The α(1,6)fucose residue attached to the N-glycoprotein core is suspected to play an essential role in the progression of several types of cancer. Lectins remain the first choice for probing glycan modifications, although they may lack specificity. Thus, efforts have been made to identify new lectins with a narrower core fucose detection profile. Here, we present a comparison of the classical Aleuria aurantia lectin (AAL), Lens culinaris agglutinin (LCA) and Aspergillus oryzae lectin (AOL) with the newer Pholiota squarrosa lectin (PhoSL), which has been described as being specific for core fucosylated N-glycans. To this end, we studied the binding profiles of the four lectins using mammalian glycan arrays from the Consortium of Functional Glycomics. To validate their glycan specificity, we probed AOL, LCA and PhoSL in western-blot assays using protein extracts from eight common colorectal cancer lines and colorectal biopsies from a small cohort of patients with colorectal cancer.
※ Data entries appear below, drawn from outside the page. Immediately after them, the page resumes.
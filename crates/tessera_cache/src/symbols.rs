//! Symbol-level view of structural metadata.
//!
//! [`extract_symbols`] decodes one source's metadata into a map from
//! [`SymbolId`] to [`SymbolDescriptor`]: one entry per declared type plus
//! exactly one synthetic file-scope entry. The reconciler diffs these maps
//! between the stored and the freshly compiled metadata.

use std::collections::BTreeMap;
use std::fmt;
use std::sync::Arc;

use tessera_common::SourceId;
use tessera_meta::{
    ClassEntry, ClassName, FileScopeShape, MetadataError, NameResolver, Namespace, PackageEntry,
    PackageFragment, TypeShape,
};

use crate::error::CacheError;

/// Suffix appended to the capitalized base name of a source to form its
/// file-scope symbol name.
pub const FILE_SCOPE_SUFFIX: &str = "Part";

/// Identity of a symbol whose shape can affect dependents.
///
/// Identities are structured values: a declared type named `APart` and the
/// file-scope symbol of `A.src` print the same but never compare equal.
#[derive(Clone, PartialEq, Eq, Hash, PartialOrd, Ord, Debug)]
pub enum SymbolId {
    /// A declared type.
    Type(ClassName),
    /// The synthetic symbol holding a source file's top-level members.
    FileScope {
        /// The package the source belongs to.
        namespace: Namespace,
        /// Name derived from the source's base name.
        name: String,
    },
}

impl SymbolId {
    /// Derives the file-scope identity of `source` in `namespace`.
    ///
    /// The name is the source's base name with its first character
    /// upper-cased, followed by [`FILE_SCOPE_SUFFIX`]: `widget.src` in
    /// namespace `p` becomes `p.WidgetPart`.
    pub fn file_scope(source: &SourceId, namespace: Namespace) -> Self {
        let base = source.base_name();
        let mut chars = base.chars();
        let mut name: String = match chars.next() {
            Some(first) => first.to_uppercase().chain(chars).collect(),
            None => String::new(),
        };
        name.push_str(FILE_SCOPE_SUFFIX);
        SymbolId::FileScope { namespace, name }
    }

    /// The namespace enclosing this symbol.
    pub fn namespace(&self) -> &Namespace {
        match self {
            SymbolId::Type(class) => &class.namespace,
            SymbolId::FileScope { namespace, .. } => namespace,
        }
    }

    /// Returns `true` for the synthetic file-scope symbol.
    pub fn is_file_scope(&self) -> bool {
        matches!(self, SymbolId::FileScope { .. })
    }
}

impl fmt::Display for SymbolId {
    fn fmt(&self, f: &mut fmt::Formatter<'_>) -> fmt::Result {
        match self {
            SymbolId::Type(class) => write!(f, "{class}"),
            SymbolId::FileScope { namespace, name } if namespace.is_root() => write!(f, "{name}"),
            SymbolId::FileScope { namespace, name } => write!(f, "{namespace}.{name}"),
        }
    }
}

/// A declared type together with the name tables it was decoded with.
#[derive(Clone, Debug)]
pub struct TypeDescriptor {
    id: SymbolId,
    entry: ClassEntry,
    names: Arc<NameResolver>,
}

impl TypeDescriptor {
    /// The type's identity.
    pub fn id(&self) -> &SymbolId {
        &self.id
    }

    /// The raw class entry.
    pub fn entry(&self) -> &ClassEntry {
        &self.entry
    }

    /// The name tables of the fragment the entry came from.
    pub fn names(&self) -> &NameResolver {
        &self.names
    }

    /// Resolves the entry into a name-independent shape.
    pub fn shape(&self) -> Result<TypeShape, MetadataError> {
        self.entry.resolve(&self.names)
    }
}

/// The file-scope members of a source together with their name tables.
#[derive(Clone, Debug)]
pub struct FileScopeDescriptor {
    id: SymbolId,
    entry: PackageEntry,
    names: Arc<NameResolver>,
}

impl FileScopeDescriptor {
    /// The file-scope identity.
    pub fn id(&self) -> &SymbolId {
        &self.id
    }

    /// The raw package entry.
    pub fn entry(&self) -> &PackageEntry {
        &self.entry
    }

    /// The name tables of the fragment the entry came from.
    pub fn names(&self) -> &NameResolver {
        &self.names
    }

    /// The package the source belongs to.
    pub fn namespace(&self) -> &Namespace {
        self.id.namespace()
    }

    /// Resolves the entry into a name-independent shape.
    pub fn shape(&self) -> Result<FileScopeShape, MetadataError> {
        self.entry.resolve(&self.names)
    }
}

/// Structural description of one symbol.
#[derive(Clone, Debug)]
pub enum SymbolDescriptor {
    /// A declared type.
    Type(TypeDescriptor),
    /// A source's file-scope members.
    FileScope(FileScopeDescriptor),
}

impl SymbolDescriptor {
    /// The described symbol's identity.
    pub fn id(&self) -> &SymbolId {
        match self {
            SymbolDescriptor::Type(d) => d.id(),
            SymbolDescriptor::FileScope(d) => d.id(),
        }
    }

    /// Compares the resolved shapes of two descriptors.
    ///
    /// Descriptors of different kinds, or whose names fail to resolve, are
    /// never structurally equal.
    pub fn structurally_equal(&self, other: &SymbolDescriptor) -> bool {
        match (self, other) {
            (SymbolDescriptor::Type(a), SymbolDescriptor::Type(b)) => {
                matches!((a.shape(), b.shape()), (Ok(x), Ok(y)) if x == y)
            }
            (SymbolDescriptor::FileScope(a), SymbolDescriptor::FileScope(b)) => {
                matches!((a.shape(), b.shape()), (Ok(x), Ok(y)) if x == y)
            }
            _ => false,
        }
    }
}

/// Symbols of one source, ordered by identity.
pub type SymbolMap = BTreeMap<SymbolId, SymbolDescriptor>;

/// Decodes `metadata` of `source` into its symbol map.
///
/// Deterministic and free of side effects. Every declared type contributes
/// one entry; the file-scope entry is always present, with its namespace
/// taken from the package's `package_fq_name` extension (root when absent).
pub fn extract_symbols(source: &SourceId, metadata: &[u8]) -> Result<SymbolMap, CacheError> {
    let malformed = |e: MetadataError| CacheError::MalformedMetadata {
        id: source.clone(),
        source: e,
    };

    let fragment = PackageFragment::decode(metadata).map_err(malformed)?;
    let (names, classes, package) = fragment.into_parts();
    let names = Arc::new(names);

    let mut symbols = SymbolMap::new();
    for entry in classes {
        let class = names.class_name(entry.fq_name).map_err(malformed)?;
        let id = SymbolId::Type(class);
        let descriptor = TypeDescriptor {
            id: id.clone(),
            entry,
            names: Arc::clone(&names),
        };
        symbols.insert(id, SymbolDescriptor::Type(descriptor));
    }

    let namespace = package.namespace(&names).map_err(malformed)?;
    let id = SymbolId::file_scope(source, namespace);
    let descriptor = FileScopeDescriptor {
        id: id.clone(),
        entry: package,
        names,
    };
    symbols.insert(id, SymbolDescriptor::FileScope(descriptor));

    Ok(symbols)
}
The results showed that i) LCA and PhoSL were the most specific lectins for detecting the presence of core fucose in a concentration-dependent manner; ii) PhoSL exhibited the highest N-glycan sequence restriction, with preferential binding to core fucosylated paucimannosidic-type N-glycans, iii) the recognition ability of PhoSL was highly influenced by the presence of terminal N-acetyl-lactosamine; iv) LCA bound to paucimannosidic, bi-antennary and tri-antennary core fucosylated N-glycans; and v) AOL and AAL exhibited broader specificity towards fucosylation. Together, our results support the choice of LCA as the most appropriate lectin for core fucose detection, as validated in protein extracts from colorectal cancer cell lines and tissue specimens from patients with colorectal cancer.